Until those episodes, Schwab was the head of the
nation's largest demolition concern, tearing down steel and power plants
around the country. In addition to sprawling mansions in Florida and
Westchester County, his ownership interests included a Nevada casino, a
major portion of the Hilton Head Island resort in South Carolina, and a
racetrack in Washington State. But he tumbled into a massive bankruptcy
in the late 1980s involving dozens of banks and insurance companies,
many of which claimed he had bamboozled them into lending him money.

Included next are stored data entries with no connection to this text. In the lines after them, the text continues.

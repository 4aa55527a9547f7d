//! Amadeus flight-offers adapter.
//!
//! Reads the `data` array of the flight-offers search response. Carrier
//! display names come from the payload's `dictionaries.carriers` map;
//! unknown codes pass through unchanged. Amadeus models refundability as an
//! explicit `pricingOptions.refundableFare` flag.

use chrono::NaiveDateTime;
use serde_json::Value;

use super::ProviderAdapter;
use crate::models::{Leg, Offer, Source};

/// Adapter for the Amadeus flight-offers search response.
#[derive(Debug, Default, Clone)]
pub struct AmadeusAdapter;

impl AmadeusAdapter {
    pub fn new() -> Self {
        Self
    }
}

impl ProviderAdapter for AmadeusAdapter {
    fn source(&self) -> Source {
        Source::Amadeus
    }

    fn parse(&self, raw: &Value) -> Vec<Offer> {
        let Some(items) = raw.get("data").and_then(Value::as_array) else {
            return Vec::new();
        };
        let carriers = raw.pointer("/dictionaries/carriers");

        items
            .iter()
            .enumerate()
            .filter_map(|(idx, item)| {
                let offer = parse_record(item, carriers);
                if offer.is_none() {
                    log::debug!("amadeus: dropping malformed record #{idx}");
                }
                offer
            })
            .collect()
    }
}

fn parse_record(item: &Value, carriers: Option<&Value>) -> Option<Offer> {
    let id = item.get("id").and_then(Value::as_str)?;
    let price = parse_price(item.pointer("/price/grandTotal")?)?;

    let itineraries = item.get("itineraries").and_then(Value::as_array)?;
    let outbound = itineraries.first().and_then(parse_itinerary)?;
    let return_leg = itineraries.get(1).and_then(parse_itinerary);

    // Validating carrier when present, else the first marketing carrier
    let code = item
        .pointer("/validatingAirlineCodes/0")
        .and_then(Value::as_str)
        .or_else(|| {
            item.pointer("/itineraries/0/segments/0/carrierCode")
                .and_then(Value::as_str)
        })?
        .to_string();
    let airline = carriers
        .and_then(|map| map.get(&code))
        .and_then(Value::as_str)
        .map(str::to_string)
        .unwrap_or_else(|| code.clone());

    let refundable = item
        .pointer("/pricingOptions/refundableFare")
        .and_then(Value::as_bool);

    let total_duration_minutes = Offer::leg_duration_sum(Some(&outbound), return_leg.as_ref());

    Some(Offer {
        id: format!("amadeus-{id}"),
        airline,
        airline_code: code,
        price,
        refundable_price: None,
        refundable,
        outbound: Some(outbound),
        return_leg,
        total_duration_minutes,
        source: Source::Amadeus,
    })
}

/// `price.grandTotal` is a decimal string like `"5400.00"`.
fn parse_price(value: &Value) -> Option<u32> {
    let total: f64 = match value {
        Value::String(s) => s.parse().ok()?,
        Value::Number(n) => n.as_f64()?,
        _ => return None,
    };
    if total < 0.0 {
        return None;
    }
    Some(total.round() as u32)
}

fn parse_itinerary(itinerary: &Value) -> Option<Leg> {
    let segments = itinerary.get("segments").and_then(Value::as_array)?;
    let first = segments.first()?;
    let last = segments.last()?;

    let departure = parse_local_time(first.pointer("/departure/at")?.as_str()?)?;
    let arrival = parse_local_time(last.pointer("/arrival/at")?.as_str()?)?;

    // Wall-clock fallback when the duration field is missing
    let duration_minutes = itinerary
        .get("duration")
        .and_then(Value::as_str)
        .and_then(parse_iso_duration_minutes)
        .or_else(|| elapsed_minutes(departure, arrival))?;

    Some(Leg {
        departure,
        arrival,
        duration_minutes,
        stops: (segments.len() - 1) as u32,
    })
}

/// Segment timestamps are local wall-clock times without an offset.
fn parse_local_time(s: &str) -> Option<NaiveDateTime> {
    NaiveDateTime::parse_from_str(s, "%Y-%m-%dT%H:%M:%S").ok()
}

/// Parse an ISO-8601 duration such as `PT2H55M` or `P1DT3H10M` into minutes.
fn parse_iso_duration_minutes(s: &str) -> Option<u32> {
    let rest = s.strip_prefix('P')?;
    let (date_part, time_part) = match rest.split_once('T') {
        Some((date, time)) => (date, time),
        None => (rest, ""),
    };

    let mut minutes: u32 = 0;
    if !date_part.is_empty() {
        let days: u32 = date_part.strip_suffix('D')?.parse().ok()?;
        minutes += days * 24 * 60;
    }

    let mut number = String::new();
    for ch in time_part.chars() {
        if ch.is_ascii_digit() {
            number.push(ch);
            continue;
        }
        let value: u32 = number.parse().ok()?;
        number.clear();
        match ch {
            'H' => minutes += value * 60,
            'M' => minutes += value,
            'S' => {}
            _ => return None,
        }
    }

    Some(minutes)
}

fn elapsed_minutes(departure: NaiveDateTime, arrival: NaiveDateTime) -> Option<u32> {
    let elapsed = (arrival - departure).num_minutes();
    u32::try_from(elapsed).ok()
}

Today, federal and state tax authorities have judgments of $2.5 million
and $1.7 million, respectively, filed against Schwab at his home in
Pelham, just across the city line. A bank is seeking $9 million from
him.
"I have had my trials and tribulations, no question
about that," Schwab said last week after being reached on his cell
phone. As for now, he said, "I am doing what I can do, just trying to
make a living."
What that means in terms of the sanitation garage
project is this: "I try and solve the problems. I go there [to the
project] occasionally," he said. Schwab insisted he had no ownership
interest in Rapid. "I never had any ownership," he said. "I can't own
anything anyways," he said, referring to his still unresolved financial
problems. "They take it away from me. That is the way it works."
Najjar also described Schwab as only a knowledgeable
aide. "He is just helping me out, doing some consulting," said Najjar.

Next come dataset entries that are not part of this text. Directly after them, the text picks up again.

// src/models/mod.rs

//! Domain models for the fare watcher.
//!
//! This module contains all data structures used throughout the application,
//! organized by their primary purpose.

mod config;
mod history;
mod offer;

// Re-export all public types
pub use config::{
    AlertConfig, AmadeusConfig, Config, FilterCriteria, HistoryConfig, HourWindow, HttpConfig,
    LoggingConfig, NotifyConfig, ProvidersConfig, SearchConfig, TequilaConfig,
};
pub use history::{CategoryPrices, PriceHistory, PriceHistoryEntry};
pub use offer::{Category, Leg, Offer, Source};
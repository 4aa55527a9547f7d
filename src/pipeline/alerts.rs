//! Drop/alert decision engine.
//!
//! Compares a run's categorized prices against the day's stored baselines
//! and produces zero or more alert events. Baselines only ever move down
//! through drop detection; the daily summary run resets them outright.
//! The engine decides, it never sends.

use crate::models::{Category, CategoryPrices, PriceHistoryEntry};

/// Which flavor of run the external trigger requested.
#[derive(Debug, Clone, Copy, PartialEq, Eq)]
pub enum RunMode {
    /// Unconditional summary notification plus a baseline reset
    DailySummary,
    /// Drop detection against the day's baselines
    RoutineCheck,
}

/// A notification decision produced by one run.
#[derive(Debug, Clone, PartialEq, Eq)]
pub enum AlertEvent {
    /// Daily roundup of all category prices
    Summary { prices: CategoryPrices },
    /// A category's price fell below its baseline by at least the threshold
    Drop {
        category: Category,
        old_price: u32,
        new_price: u32,
    },
}

/// Run the decision engine over today's ledger entry, mutating baselines.
pub fn decide(
    mode: RunMode,
    current: &CategoryPrices,
    entry: &mut PriceHistoryEntry,
    drop_threshold: u32,
) -> Vec<AlertEvent> {
    match mode {
        RunMode::DailySummary => {
            entry.reset(current);
            vec![AlertEvent::Summary {
                prices: current.clone(),
            }]
        }
        RunMode::RoutineCheck => {
            let mut events = Vec::new();
            for category in Category::ALL {
                let (Some(new_price), Some(baseline)) =
                    (current.get(category), entry.baseline(category))
                else {
                    continue;
                };
                if new_price <= baseline.saturating_sub(drop_threshold) {
                    events.push(AlertEvent::Drop {
                        category,
                        old_price: baseline,
                        new_price,
                    });
                    entry.set_baseline(category, new_price);
                }
            }
            events
        }
    }
}
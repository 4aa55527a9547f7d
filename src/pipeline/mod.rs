//! Core decision pipeline for watch runs.
//!
//! - `filter`: budget/schedule/stop/airline rules
//! - `categorize`: fastest, cheapest, and best one-stop winners
//! - `alerts`: drop detection against the day's baselines
//! - `run`: orchestration of one end-to-end pass

pub mod alerts;
pub mod categorize;
pub mod filter;
pub mod run;

pub use alerts::{AlertEvent, RunMode, decide};
pub use categorize::{Categorized, categorize};
pub use filter::filter_offers;
pub use run::{RunOutcome, evaluate, run_watch};
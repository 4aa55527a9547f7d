//! Provider adapters that normalize raw search responses into offers.
//!
//! Each adapter owns its provider's field-path mapping and date parsing.
//! Adapters are pure transforms: a malformed record is dropped, never an
//! error, and an absent top-level container yields an empty result.

pub mod amadeus;
pub mod tequila;

use serde_json::Value;

pub use amadeus::AmadeusAdapter;
pub use tequila::TequilaAdapter;

use crate::models::{Offer, ProvidersConfig, Source};

/// Plugin interface for flight-search providers.
pub trait ProviderAdapter: Send + Sync {
    /// Provider this adapter speaks for.
    fn source(&self) -> Source;

    /// Normalize a raw payload into offers, dropping malformed records.
    fn parse(&self, raw: &Value) -> Vec<Offer>;
}

/// Build the adapter registry for the enabled providers.
pub fn registry(config: &ProvidersConfig) -> Vec<Box<dyn ProviderAdapter>> {
    let mut adapters: Vec<Box<dyn ProviderAdapter>> = Vec::new();
    if config.amadeus.enabled {
        adapters.push(Box::new(AmadeusAdapter::new()));
    }
    if config.tequila.enabled {
        adapters.push(Box::new(TequilaAdapter::new(config.tequila.refundable_markup)));
    }
    adapters
}
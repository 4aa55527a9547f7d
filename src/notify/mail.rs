//! HTTP mail-relay notifier.
//!
//! Posts subject+body as JSON to a configured relay endpoint. The relay
//! token comes from the environment; when it or the endpoint is unset the
//! notifier is simply not constructed and the run proceeds without one.

use async_trait::async_trait;
use reqwest::Client;
use serde::Serialize;

use crate::error::{AppError, Result};
use crate::models::NotifyConfig;
use crate::notify::Notifier;

/// Notifier backed by an HTTP mail relay.
pub struct MailRelayNotifier {
    client: Client,
    endpoint: String,
    token: String,
    from: String,
    to: String,
}

#[derive(Serialize)]
struct MailMessage<'a> {
    from: &'a str,
    to: &'a str,
    subject: &'a str,
    text: &'a str,
}

impl MailRelayNotifier {
    /// Build from config; `None` when disabled or the endpoint/credentials
    /// are unset.
    pub fn from_config(config: &NotifyConfig, client: Client) -> Option<Self> {
        if !config.enabled {
            return None;
        }
        let endpoint = config.endpoint.clone()?;
        let token = std::env::var(&config.token_env).ok()?;
        Some(Self {
            client,
            endpoint,
            token,
            from: config.from.clone(),
            to: config.to.clone(),
        })
    }
}

#[async_trait]
impl Notifier for MailRelayNotifier {
    async fn notify(&self, subject: &str, body: &str) -> Result<()> {
        let message = MailMessage {
            from: &self.from,
            to: &self.to,
            subject,
            text: body,
        };

        let response = self
            .client
            .post(&self.endpoint)
            .bearer_auth(&self.token)
            .json(&message)
            .send()
            .await?;

        if !response.status().is_success() {
            return Err(AppError::notify(format!(
                "mail relay returned {}",
                response.status()
            )));
        }
        Ok(())
    }
}

#[cfg(test)]
mod tests {
    use super::*;

    #[test]
    fn unset_endpoint_disables_the_notifier() {
        let config = NotifyConfig::default();
        assert!(MailRelayNotifier::from_config(&config, Client::new()).is_none());
    }

    #[test]
    fn disabled_config_disables_the_notifier() {
        let config = NotifyConfig {
            enabled: false,
            endpoint: Some("https://relay.example.com/send".to_string()),
            ..NotifyConfig::default()
        };
        assert!(MailRelayNotifier::from_config(&config, Client::new()).is_none());
    }

    #[test]
    fn missing_token_disables_the_notifier() {
        let config = NotifyConfig {
            endpoint: Some("https://relay.example.com/send".to_string()),
            token_env: "FAREWATCH_TEST_UNSET_TOKEN".to_string(),
            ..NotifyConfig::default()
        };
        assert!(MailRelayNotifier::from_config(&config, Client::new()).is_none());
    }
}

"He is a good guy; we know each other 20 years."
Whatever his role, Schwab's presence at the site has
been such a problem that the sanitation department's construction
manager, Bovis Lend Lease, last month insisted that he be removed from
the job. In a memo, Bovis blamed Schwab for sending crews to work on
weekends without a permit, and for violating a city stop-work order
imposed following the scaffold collapse. "You are directed to remove
your supervisor (Phil Schwab) from subject project—IMMEDIATELY," wrote
Bovis's manager to Najjar.
Schwab denied violating any rules. Instead, he blamed
his problems on his repeated run-ins with union demonstrators, who have
set up one of their giant inflated rubber rats outside the job in
protest of Rapid Demolition's non-union status.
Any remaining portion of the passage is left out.